The Democrats nonetheless tell a story of an illicit pressure campaign run by President Trump through his personal attorney, Mayor Giuliani, to coerce Ukraine to investigate the President’s political rival by withholding a meeting and security assistance. There is, however, no direct, firsthand evidence of any such scheme. The Democrats are alleging guilt on the basis of hearsay, presumptions, and speculation—all of which are reflected in the anonymous whistleblower complaint that sparked this inquiry. The Democrats’ narrative is so dependent on speculation that one Democrat publicly justified hearsay as “better” than direct evidence. Where there are ambiguous facts, the Democrats interpret them in a light most unfavorable to the President. In the absence of real evidence, the Democrats appeal to emotion—evaluating how unelected bureaucrats felt about the events in question. The fundamental disagreement apparent in the Democrats’ impeachment inquiry is a difference of world views and a discomfort with President Trump’s policy decisions. To the extent that some unelected bureaucrats believed President Trump had established an “irregular” foreign policy apparatus, it was because they were not a part of that apparatus.

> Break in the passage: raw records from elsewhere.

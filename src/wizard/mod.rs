//! Multi-step listing creation
//!
//! `state` holds the pure reducer, `validate` the per-step rules, `address`
//! the street autocomplete and `submit` the upload-then-persist pipeline.
//! [`ListingWizard`] ties them to the external clients for one wizard screen.

pub mod address;
pub mod state;
pub mod submit;
pub mod validate;

use chrono::Utc;
use parking_lot::Mutex;
use std::sync::atomic::{AtomicBool, Ordering};
use std::sync::Arc;
use tracing::{debug, error, info, warn};

use crate::clients::{MediaUploader, PlaceAutocomplete, RecordStore};
use crate::config::WizardConfig;
use crate::error::{Error, Result};
use crate::models::{ListingDraft, ListingRecord, LISTINGS, USERS};
use crate::session::Session;

pub use address::{AddressLookup, LookupState};
pub use state::{reduce, Action, Phase, Step, TextField, WizardState};
pub use validate::{validate_step, ValidationError};

/// Where a successful submission goes
#[derive(Debug, Clone, PartialEq)]
enum Target {
    Create,
    Update {
        listing_id: String,
        created_at: chrono::DateTime<Utc>,
    },
}

/// External services the wizard talks to
#[derive(Clone)]
pub struct WizardClients {
    pub store: Arc<dyn RecordStore>,
    pub uploader: Arc<dyn MediaUploader>,
    pub places: Option<Arc<dyn PlaceAutocomplete>>,
}

/// One open listing-creation screen
pub struct ListingWizard {
    session: Session,
    clients: WizardClients,
    state: Arc<Mutex<WizardState>>,
    alive: Arc<AtomicBool>,
    address: AddressLookup,
    target: Target,
}

/// Only verified accounts may publish
async fn ensure_verified(session: &Session, store: &dyn RecordStore) -> Result<()> {
    let user = session.require_user()?;
    let verified = match store.get(USERS, &user.id).await {
        Ok(doc) => doc
            .data
            .get("isVerified")
            .and_then(|v| v.as_bool())
            .unwrap_or(false),
        Err(Error::NotFound { .. }) => false,
        Err(e) => return Err(e),
    };
    if !verified {
        info!(user_id = %user.id, "Unverified account tried to open the listing wizard");
        return Err(Error::Unverified);
    }
    Ok(())
}

impl ListingWizard {
    /// Open a wizard for a new listing, prefilled with the author's contact details
    pub async fn start(session: Session, clients: WizardClients, config: WizardConfig) -> Result<Self> {
        ensure_verified(&session, clients.store.as_ref()).await?;
        let user = session.require_user()?;
        let draft = ListingDraft::for_today(
            user.display_name.as_deref().unwrap_or_default(),
            &user.email,
        );
        Ok(Self::with_draft(session, clients, config, draft, Target::Create))
    }

    /// Re-open one of the user's listings; submitting sends it back to moderation
    pub async fn edit(
        session: Session,
        clients: WizardClients,
        config: WizardConfig,
        listing_id: &str,
    ) -> Result<Self> {
        ensure_verified(&session, clients.store.as_ref()).await?;
        let user_id = session.require_user()?.id.clone();

        let record: ListingRecord = clients.store.get(LISTINGS, listing_id).await?.into_typed()?;
        if !record.is_owned_by(&user_id) {
            return Err(Error::Forbidden(format!("listing {} belongs to another user", listing_id)));
        }

        let target = Target::Update {
            listing_id: listing_id.to_string(),
            created_at: record.metadata.created_at,
        };
        Ok(Self::with_draft(session, clients, config, ListingDraft::from_record(&record), target))
    }

    fn with_draft(
        session: Session,
        clients: WizardClients,
        config: WizardConfig,
        draft: ListingDraft,
        target: Target,
    ) -> Self {
        let alive = Arc::new(AtomicBool::new(true));
        let address = AddressLookup::new(clients.places.clone(), alive.clone(), config);
        Self {
            session,
            clients,
            state: Arc::new(Mutex::new(WizardState::new(draft))),
            alive,
            address,
            target,
        }
    }

    pub fn snapshot(&self) -> WizardState {
        self.state.lock().clone()
    }

    pub fn address_state(&self) -> LookupState {
        self.address.snapshot()
    }

    fn is_alive(&self) -> bool {
        self.alive.load(Ordering::SeqCst)
    }

    /// Apply one action through the reducer and return the resulting state
    pub fn dispatch(&self, action: Action) -> WizardState {
        let mut state = self.state.lock();
        if !self.is_alive() {
            return state.clone();
        }
        let next = reduce(state.clone(), action);
        *state = next.clone();
        next
    }

    pub fn next(&self) -> WizardState {
        self.dispatch(Action::Next)
    }

    pub fn previous(&self) -> WizardState {
        self.dispatch(Action::Previous)
    }

    /// Street input changed: record the text and start a debounced lookup
    pub fn street_changed(&self, text: &str) {
        let state = self.dispatch(Action::SetText(TextField::Street, text.to_string()));
        if state.active_step() == Some(Step::Location) {
            self.address.query_changed(text);
        }
    }

    /// Fill the location fields from a chosen prediction; on failure manual values stay
    pub async fn select_prediction(&self, place_id: &str) -> WizardState {
        if let Some(address) = self.address.resolve(place_id).await {
            return self.dispatch(Action::ApplyAddress(address));
        }
        self.snapshot()
    }

    /// Publish the draft: upload pending photos, then persist the record.
    ///
    /// Returns the listing id. On failure the draft is left as it was so the
    /// user can retry.
    pub async fn submit(&self) -> Result<String> {
        let draft = {
            let mut state = self.state.lock();
            if !self.is_alive() {
                return Err(Error::Closed);
            }
            if state.is_submitting() {
                return Err(Error::SubmissionInProgress);
            }
            if state.is_finished() {
                return Err(Error::Closed);
            }
            *state = reduce(state.clone(), Action::BeginSubmit);
            if !state.is_submitting() {
                // Either the contact step is invalid or an earlier step is still open
                let err = match (state.active_step(), state.validation_error()) {
                    (_, Some(message)) => ValidationError {
                        step: Step::Contact,
                        message: message.to_string(),
                    },
                    (step, None) => validate::first_invalid_step(state.draft()).unwrap_or(
                        ValidationError {
                            step: step.unwrap_or(Step::Contact),
                            message: "Veuillez compléter toutes les étapes".to_string(),
                        },
                    ),
                };
                return Err(Error::Validation(err));
            }
            state.draft().clone()
        };

        match self.publish(&draft).await {
            Ok(listing_id) => {
                info!(listing_id = %listing_id, "Listing submitted for moderation");
                self.finish(Action::SubmitSucceeded {
                    listing_id: listing_id.clone(),
                });
                Ok(listing_id)
            }
            Err(e) => {
                error!("Listing submission failed: {}", e);
                self.finish(Action::SubmitFailed {
                    message: e.user_message(),
                });
                Err(e)
            }
        }
    }

    async fn publish(&self, draft: &ListingDraft) -> Result<String> {
        let author = self.session.require_user()?.clone();

        let photo_urls = submit::upload_photos(self.clients.uploader.as_ref(), &draft.photos).await?;

        let now = Utc::now();
        let created_at = match &self.target {
            Target::Create => now,
            Target::Update { created_at, .. } => *created_at,
        };
        let record = submit::assemble_record(draft, photo_urls, &author, created_at, now);
        let data = serde_json::to_value(&record)?;

        match &self.target {
            Target::Create => self.clients.store.create(LISTINGS, data).await,
            Target::Update { listing_id, .. } => {
                self.clients.store.update(LISTINGS, listing_id, data).await?;
                Ok(listing_id.clone())
            }
        }
    }

    fn finish(&self, outcome: Action) {
        let mut state = self.state.lock();
        if !self.is_alive() {
            debug!("Wizard closed during submission; outcome not applied");
            return;
        }
        *state = reduce(state.clone(), outcome);
    }

    /// Screen left: pending lookups and submissions stop touching this wizard
    pub fn close(&self) {
        if self.alive.swap(false, Ordering::SeqCst) {
            debug!("Listing wizard closed");
        }
    }
}

impl Drop for ListingWizard {
    fn drop(&mut self) {
        if self.state.lock().is_submitting() {
            warn!("Listing wizard dropped while a submission was in flight");
        }
        self.close();
    }
}
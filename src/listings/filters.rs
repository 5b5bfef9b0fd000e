//! Filter predicates and free-text search over listing records

use std::collections::BTreeSet;

use crate::models::{ListingRecord, PropertyType, Service};

/// Tri-state furnished filter; `All` imposes no constraint
#[derive(Debug, Clone, Copy, PartialEq, Eq, Default)]
pub enum Furnished {
    #[default]
    All,
    Yes,
    No,
}

/// Inclusive numeric range, open on any side left as `None`
#[derive(Debug, Clone, Copy, PartialEq, Default)]
pub struct Bounds {
    pub min: Option<f64>,
    pub max: Option<f64>,
}

impl Bounds {
    pub fn between(min: f64, max: f64) -> Self {
        Self {
            min: Some(min),
            max: Some(max),
        }
    }

    pub fn contains(&self, value: f64) -> bool {
        self.min.map_or(true, |min| value >= min) && self.max.map_or(true, |max| value <= max)
    }

    pub fn is_open(&self) -> bool {
        self.min.is_none() && self.max.is_none()
    }
}

/// Filters chosen in the filter sheet
#[derive(Debug, Clone, PartialEq, Default)]
pub struct ListingFilters {
    /// Monthly rent
    pub price: Bounds,
    /// Total area of the dwelling, m²
    pub area: Bounds,
    /// `None` means every property type
    pub property_type: Option<PropertyType>,
    pub furnished: Furnished,
    /// Every selected service must be offered
    pub services: BTreeSet<Service>,
}

impl ListingFilters {
    pub fn is_default(&self) -> bool {
        *self == Self::default()
    }

    pub fn matches(&self, record: &ListingRecord) -> bool {
        if !self.price.contains(record.details.rent) {
            return false;
        }
        if !self.area.contains(record.housing.total_area) {
            return false;
        }
        if let Some(kind) = self.property_type {
            if record.details.property_type != Some(kind) {
                return false;
            }
        }
        match self.furnished {
            Furnished::All => {}
            Furnished::Yes if !record.details.furnished => return false,
            Furnished::No if record.details.furnished => return false,
            _ => {}
        }
        self.services.iter().all(|s| record.services.has(*s))
    }

    /// Query-string parameters understood by `GET /api/listings`
    pub fn query_params(&self) -> Vec<(&'static str, String)> {
        let mut params = Vec::new();
        let mut push = |name: &'static str, value: Option<f64>| {
            if let Some(v) = value {
                params.push((name, v.to_string()));
            }
        };
        push("price_min", self.price.min);
        push("price_max", self.price.max);
        push("area_min", self.area.min);
        push("area_max", self.area.max);

        if let Some(kind) = self.property_type {
            params.push(("propertyType", kind.as_str().to_string()));
        }
        match self.furnished {
            Furnished::All => {}
            Furnished::Yes => params.push(("furnished", "true".to_string())),
            Furnished::No => params.push(("furnished", "false".to_string())),
        }
        if !self.services.is_empty() {
            let keys: Vec<&str> = self.services.iter().map(|s| s.key()).collect();
            params.push(("services", keys.join(",")));
        }
        params.push(("sort", "newest".to_string()));
        params
    }
}

/// Case-insensitive substring match over the searchable text fields.
/// A blank query matches everything.
pub fn matches_search(record: &ListingRecord, query: &str) -> bool {
    let needle = query.trim().to_lowercase();
    if needle.is_empty() {
        return true;
    }
    let property_type = record
        .details
        .property_type
        .map(|k| k.as_str())
        .unwrap_or_default();

    [
        record.location.city.as_str(),
        record.location.street.as_str(),
        record.location.country.as_str(),
        record.details.title.as_str(),
        record.details.description.as_str(),
        property_type,
    ]
    .iter()
    .any(|field| field.to_lowercase().contains(&needle))
}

There is nothing illicit about three senior U.S. officials—each with official interests relating to Ukraine—shepherding the U.S.-Ukraine relationship and reporting their actions to State Department and NSC leadership. There is nothing inherently improper with Mayor Giuliani’s involvement as well because the Ukrainians knew that he was a conduit to convince President Trump that President Zelensky was serious about reform.

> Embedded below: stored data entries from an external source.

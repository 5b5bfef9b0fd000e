//! Debounced street autocomplete with stale-response rejection

use parking_lot::Mutex;
use std::future::Future;
use std::sync::atomic::{AtomicBool, Ordering};
use std::sync::Arc;
use std::time::Duration;
use tokio::task::JoinHandle;
use tracing::{debug, warn};

use crate::clients::{PlaceAutocomplete, Prediction, ResolvedAddress};
use crate::config::WizardConfig;

/// Shown under the street field when the lookup service fails; manual entry keeps working
pub const LOOKUP_FAILED: &str =
    "Recherche d'adresse indisponible, vous pouvez saisir l'adresse manuellement";

/// Cancellable one-shot timer: scheduling again aborts the pending run
#[derive(Default)]
pub struct Debouncer {
    pending: Mutex<Option<JoinHandle<()>>>,
}

impl Debouncer {
    pub fn schedule<F>(&self, delay: Duration, task: F)
    where
        F: Future<Output = ()> + Send + 'static,
    {
        let handle = tokio::spawn(async move {
            tokio::time::sleep(delay).await;
            task.await;
        });
        if let Some(previous) = self.pending.lock().replace(handle) {
            previous.abort();
        }
    }

    pub fn cancel(&self) {
        if let Some(previous) = self.pending.lock().take() {
            previous.abort();
        }
    }
}

impl Drop for Debouncer {
    fn drop(&mut self) {
        self.cancel();
    }
}

#[derive(Debug, Clone, Default, PartialEq)]
pub struct LookupState {
    /// Bumped by every new query or selection; results carrying an older value are dropped
    pub seq: u64,
    pub predictions: Vec<Prediction>,
    pub error: Option<String>,
    pub loading: bool,
}

/// Address autocomplete bound to one wizard instance
pub struct AddressLookup {
    places: Option<Arc<dyn PlaceAutocomplete>>,
    state: Arc<Mutex<LookupState>>,
    alive: Arc<AtomicBool>,
    debouncer: Debouncer,
    config: WizardConfig,
}

impl AddressLookup {
    pub fn new(
        places: Option<Arc<dyn PlaceAutocomplete>>,
        alive: Arc<AtomicBool>,
        config: WizardConfig,
    ) -> Self {
        Self {
            places,
            state: Arc::new(Mutex::new(LookupState::default())),
            alive,
            debouncer: Debouncer::default(),
            config,
        }
    }

    pub fn snapshot(&self) -> LookupState {
        self.state.lock().clone()
    }

    /// Street text changed: schedule one lookup after the debounce window
    pub fn query_changed(&self, text: &str) {
        let Some(places) = self.places.clone() else {
            return;
        };

        let seq = {
            let mut state = self.state.lock();
            state.seq += 1;
            state.error = None;
            if text.trim().chars().count() < self.config.lookup_min_chars {
                state.predictions.clear();
                state.loading = false;
                None
            } else {
                state.loading = true;
                Some(state.seq)
            }
        };
        let Some(seq) = seq else {
            self.debouncer.cancel();
            return;
        };

        let text = text.trim().to_string();
        let country = self.config.places_country.clone();
        let state = self.state.clone();
        let alive = self.alive.clone();

        self.debouncer.schedule(self.config.lookup_debounce, async move {
            debug!(seq, text = %text, "Address lookup fired");
            let result = places.autocomplete(&text, &country).await;

            let mut state = state.lock();
            if !alive.load(Ordering::SeqCst) || state.seq != seq {
                debug!(seq, latest = state.seq, "Discarding stale address predictions");
                return;
            }
            state.loading = false;
            match result {
                Ok(predictions) => state.predictions = predictions,
                Err(e) => {
                    warn!("Address autocomplete failed: {}", e);
                    state.predictions.clear();
                    state.error = Some(LOOKUP_FAILED.to_string());
                }
            }
        });
    }

    /// Resolve a chosen prediction into structured address fields.
    ///
    /// Returns `None` when the lookup failed (the error string is set), was
    /// superseded by newer typing, or the wizard was closed meanwhile.
    pub async fn resolve(&self, place_id: &str) -> Option<ResolvedAddress> {
        let places = self.places.clone()?;
        self.debouncer.cancel();
        let seq = {
            let mut state = self.state.lock();
            state.seq += 1;
            state.loading = true;
            state.error = None;
            state.seq
        };

        let result = places.details(place_id).await;

        let mut state = self.state.lock();
        if !self.alive.load(Ordering::SeqCst) || state.seq != seq {
            debug!(seq, "Discarding stale place details");
            return None;
        }
        state.loading = false;
        match result {
            Ok(address) => {
                state.predictions.clear();
                Some(address)
            }
            Err(e) => {
                warn!(place_id, "Place details lookup failed: {}", e);
                state.error = Some(LOOKUP_FAILED.to_string());
                None
            }
        }
    }
}

#[cfg(test)]
mod tests {
    use super::*;
    use crate::testing::FakePlaces;

    fn lookup(places: Arc<FakePlaces>) -> (AddressLookup, Arc<AtomicBool>) {
        let alive = Arc::new(AtomicBool::new(true));
        let lookup = AddressLookup::new(Some(places), alive.clone(), WizardConfig::default());
        (lookup, alive)
    }

    #[tokio::test(start_paused = true)]
    async fn rapid_keystrokes_coalesce_into_one_request() {
        let places = Arc::new(FakePlaces::new());
        let (lookup, _) = lookup(places.clone());

        for text in ["12 a", "12 av", "12 ave", "12 aven"] {
            lookup.query_changed(text);
            tokio::time::sleep(Duration::from_millis(100)).await;
        }
        tokio::time::sleep(Duration::from_millis(400)).await;

        assert_eq!(places.queries(), vec!["12 aven".to_string()]);
        let state = lookup.snapshot();
        assert_eq!(state.predictions.len(), 1);
        assert!(!state.loading);
    }

    #[tokio::test(start_paused = true)]
    async fn short_text_never_fires() {
        let places = Arc::new(FakePlaces::new());
        let (lookup, _) = lookup(places.clone());

        lookup.query_changed("12");
        tokio::time::sleep(Duration::from_secs(1)).await;

        assert!(places.queries().is_empty());
        assert!(lookup.snapshot().predictions.is_empty());
    }

    #[tokio::test(start_paused = true)]
    async fn late_results_from_superseded_queries_are_dropped() {
        let places = Arc::new(FakePlaces::new().with_delay(Duration::from_millis(500)));
        let (lookup, _) = lookup(places.clone());

        lookup.query_changed("rue de");
        // Let the first request fire, then type again while it is in flight
        tokio::time::sleep(Duration::from_millis(350)).await;
        lookup.query_changed("rue de la paix");
        tokio::time::sleep(Duration::from_secs(2)).await;

        assert_eq!(places.queries().len(), 2);
        let state = lookup.snapshot();
        assert_eq!(state.predictions[0].description, "rue de la paix, France");
    }

    #[tokio::test(start_paused = true)]
    async fn failure_sets_a_non_blocking_error() {
        let places = Arc::new(FakePlaces::new().failing());
        let (lookup, _) = lookup(places.clone());

        lookup.query_changed("avenue foch");
        tokio::time::sleep(Duration::from_millis(400)).await;

        let state = lookup.snapshot();
        assert_eq!(state.error.as_deref(), Some(LOOKUP_FAILED));
        assert!(state.predictions.is_empty());

        assert_eq!(lookup.resolve("place-1").await, None);
        assert_eq!(lookup.snapshot().error.as_deref(), Some(LOOKUP_FAILED));
    }

    #[tokio::test(start_paused = true)]
    async fn closed_wizard_ignores_late_results() {
        let places = Arc::new(FakePlaces::new().with_delay(Duration::from_millis(200)));
        let (lookup, alive) = lookup(places.clone());

        lookup.query_changed("boulevard");
        tokio::time::sleep(Duration::from_millis(350)).await;
        alive.store(false, Ordering::SeqCst);
        tokio::time::sleep(Duration::from_secs(1)).await;

        assert!(lookup.snapshot().predictions.is_empty());
    }

    #[tokio::test]
    async fn resolve_returns_structured_address() {
        let places = Arc::new(FakePlaces::new());
        let (lookup, _) = lookup(places);

        let address = lookup.resolve("place-1").await.unwrap();
        assert_eq!(address.city, "Nice");
        assert!(address.coordinates.is_some());
    }
}
//! The signed-in user's own listings

use serde_json::json;
use std::sync::Arc;
use tracing::{info, warn};

use crate::clients::{Order, Predicate, RecordStore};
use crate::error::{Error, Result};
use crate::models::{ListingRecord, LISTINGS};
use crate::session::Session;

pub struct MyListings {
    session: Session,
    store: Arc<dyn RecordStore>,
}

impl MyListings {
    pub fn new(session: Session, store: Arc<dyn RecordStore>) -> Self {
        Self { session, store }
    }

    /// Every listing the user authored, whatever its moderation status, newest first
    pub async fn list(&self) -> Result<Vec<ListingRecord>> {
        let user = self.session.require_user()?;
        let docs = self
            .store
            .query(
                LISTINGS,
                &[Predicate::equals("metadata.userId", user.id.as_str())],
                Some(&Order::desc("metadata.createdAt")),
                None,
            )
            .await?;

        let mut listings = Vec::with_capacity(docs.len());
        for doc in docs {
            let id = doc.id.clone();
            match doc.into_typed() {
                Ok(record) => listings.push(record),
                Err(e) => warn!(listing_id = %id, "Skipping malformed listing: {}", e),
            }
        }
        Ok(listings)
    }

    pub async fn delete(&self, listing_id: &str) -> Result<()> {
        self.owned(listing_id).await?;
        self.store.delete(LISTINGS, listing_id).await?;
        info!(listing_id, "Listing deleted by its owner");
        Ok(())
    }

    /// Hide a listing from browsing without deleting it, or show it again
    pub async fn set_visibility(&self, listing_id: &str, visible: bool) -> Result<()> {
        self.owned(listing_id).await?;
        self.store
            .update(LISTINGS, listing_id, json!({ "isVisible": visible }))
            .await?;
        info!(listing_id, visible, "Listing visibility changed");
        Ok(())
    }

    async fn owned(&self, listing_id: &str) -> Result<ListingRecord> {
        let user = self.session.require_user()?;
        let record: ListingRecord = self.store.get(LISTINGS, listing_id).await?.into_typed()?;
        if !record.is_owned_by(&user.id) {
            return Err(Error::Forbidden(format!(
                "listing {} belongs to another user",
                listing_id
            )));
        }
        Ok(record)
    }
}
//! Draft-to-record pipeline: upload pending photos, then assemble the record

use chrono::{DateTime, Utc};
use futures::future::join_all;
use tracing::{debug, warn};

use crate::clients::{AuthUser, MediaUploader};
use crate::error::{Error, Result};
use crate::models::draft::ListingDraft;
use crate::models::{
    Contact, Details, Housing, ListingRecord, ListingStatus, Location, MediaRef, Metadata,
};

/// Integer field typed as text. Leading digits win ("3.5" is 3); no digits at all becomes 0
pub fn parse_int(raw: &str) -> i64 {
    let raw = raw.trim();
    let (sign, digits) = match raw.strip_prefix('-') {
        Some(rest) => (-1, rest),
        None => (1, raw.strip_prefix('+').unwrap_or(raw)),
    };
    let end = digits
        .find(|c: char| !c.is_ascii_digit())
        .unwrap_or(digits.len());
    digits[..end].parse::<i64>().map(|n| sign * n).unwrap_or(0)
}

/// Decimal field typed as text, accepting a comma separator; anything unparseable becomes 0
pub fn parse_decimal(raw: &str) -> f64 {
    raw.trim()
        .replace(',', ".")
        .parse::<f64>()
        .ok()
        .filter(|v| v.is_finite())
        .unwrap_or(0.0)
}

/// Upload every local photo and return durable URLs in the draft's photo order.
///
/// Durable entries pass through untouched. If any upload fails the whole call
/// fails with one aggregated `Error::Upload` and no URL list is produced.
pub async fn upload_photos(uploader: &dyn MediaUploader, photos: &[MediaRef]) -> Result<Vec<String>> {
    let pending = photos.iter().filter(|p| !p.is_durable()).count();
    debug!(total = photos.len(), pending, "Uploading listing photos");

    let results = join_all(photos.iter().map(|photo| async move {
        match photo {
            MediaRef::Durable(url) => Ok(url.clone()),
            MediaRef::Local(_) => uploader.upload(photo).await,
        }
    }))
    .await;

    let mut urls = Vec::with_capacity(photos.len());
    let mut failures = Vec::new();
    for (photo, result) in photos.iter().zip(results) {
        match result {
            Ok(url) => urls.push(url),
            Err(e) => {
                let name = match photo {
                    MediaRef::Local(path) => path.display().to_string(),
                    MediaRef::Durable(url) => url.clone(),
                };
                warn!(photo = %name, "Photo upload failed: {}", e);
                failures.push(format!("{}: {}", name, e));
            }
        }
    }

    if failures.is_empty() {
        Ok(urls)
    } else {
        Err(Error::Upload {
            failed: failures.len(),
            total: pending,
            details: failures.join("; "),
        })
    }
}

/// Materialize the draft as a pending, visible record stamped with its author
pub fn assemble_record(
    draft: &ListingDraft,
    photo_urls: Vec<String>,
    author: &AuthUser,
    created_at: DateTime<Utc>,
    now: DateTime<Utc>,
) -> ListingRecord {
    let user_name = author
        .display_name
        .clone()
        .filter(|n| !n.trim().is_empty())
        .unwrap_or_else(|| draft.contact.contact_name.clone());

    ListingRecord {
        id: String::new(),
        location: Location {
            street: draft.location.street.trim().to_string(),
            postal_code: draft.location.postal_code.trim().to_string(),
            city: draft.location.city.trim().to_string(),
            country: draft.location.country.trim().to_string(),
            coordinates: draft.location.coordinates.filter(|c| c.is_valid()),
        },
        housing: Housing {
            total_roommates: parse_int(&draft.housing.total_roommates),
            bathrooms: parse_int(&draft.housing.bathrooms),
            private_area: parse_decimal(&draft.housing.private_area),
            total_area: parse_decimal(&draft.details.total_area),
            rooms: parse_int(&draft.details.rooms),
            floor: parse_int(&draft.details.floor),
        },
        details: Details {
            property_type: draft.details.property_type,
            furnished: draft.details.furnished,
            available_date: draft.details.available_date.trim().to_string(),
            rent: parse_decimal(&draft.details.rent),
            title: draft.details.title.trim().to_string(),
            description: draft.details.description.trim().to_string(),
        },
        photos: photo_urls,
        services: draft.services.clone(),
        contact: Contact {
            contact_name: draft.contact.contact_name.trim().to_string(),
            contact_phone: draft.contact.contact_phone.trim().to_string(),
            contact_email: draft.contact.contact_email.trim().to_string(),
        },
        metadata: Metadata {
            user_id: author.id.clone(),
            user_name,
            user_photo_url: author.photo_url.clone(),
            created_at,
            updated_at: now,
        },
        status: ListingStatus::Pending,
        is_visible: true,
    }
}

There is also nothing wrong with asking serious questions about the presence of Vice President Biden’s son, Hunter Biden, on the board of directors of Burisma, a corrupt Ukrainian company, or about Ukraine’s attempts to influence the 2016 presidential election. Biden’s Burisma has an international reputation as a corrupt company.
As far back as 2015, the Obama State Department had concerns about Hunter Biden’s role on Burisma’s board. Ukrainian anti-corruption activists noted concerns as well. Publicly available—and irrefutable—evidence shows how senior Ukrainian government officials sought to influence the 2016 U.S. presidential election in opposition to President Trump’s candidacy, and that some in the Ukrainian embassy in Washington worked with a Democrat operative to achieve that goal.
While Democrats reflexively dismiss these truths as conspiracy theories, the facts are indisputable and bear heavily on the Democrats’ impeachment inquiry.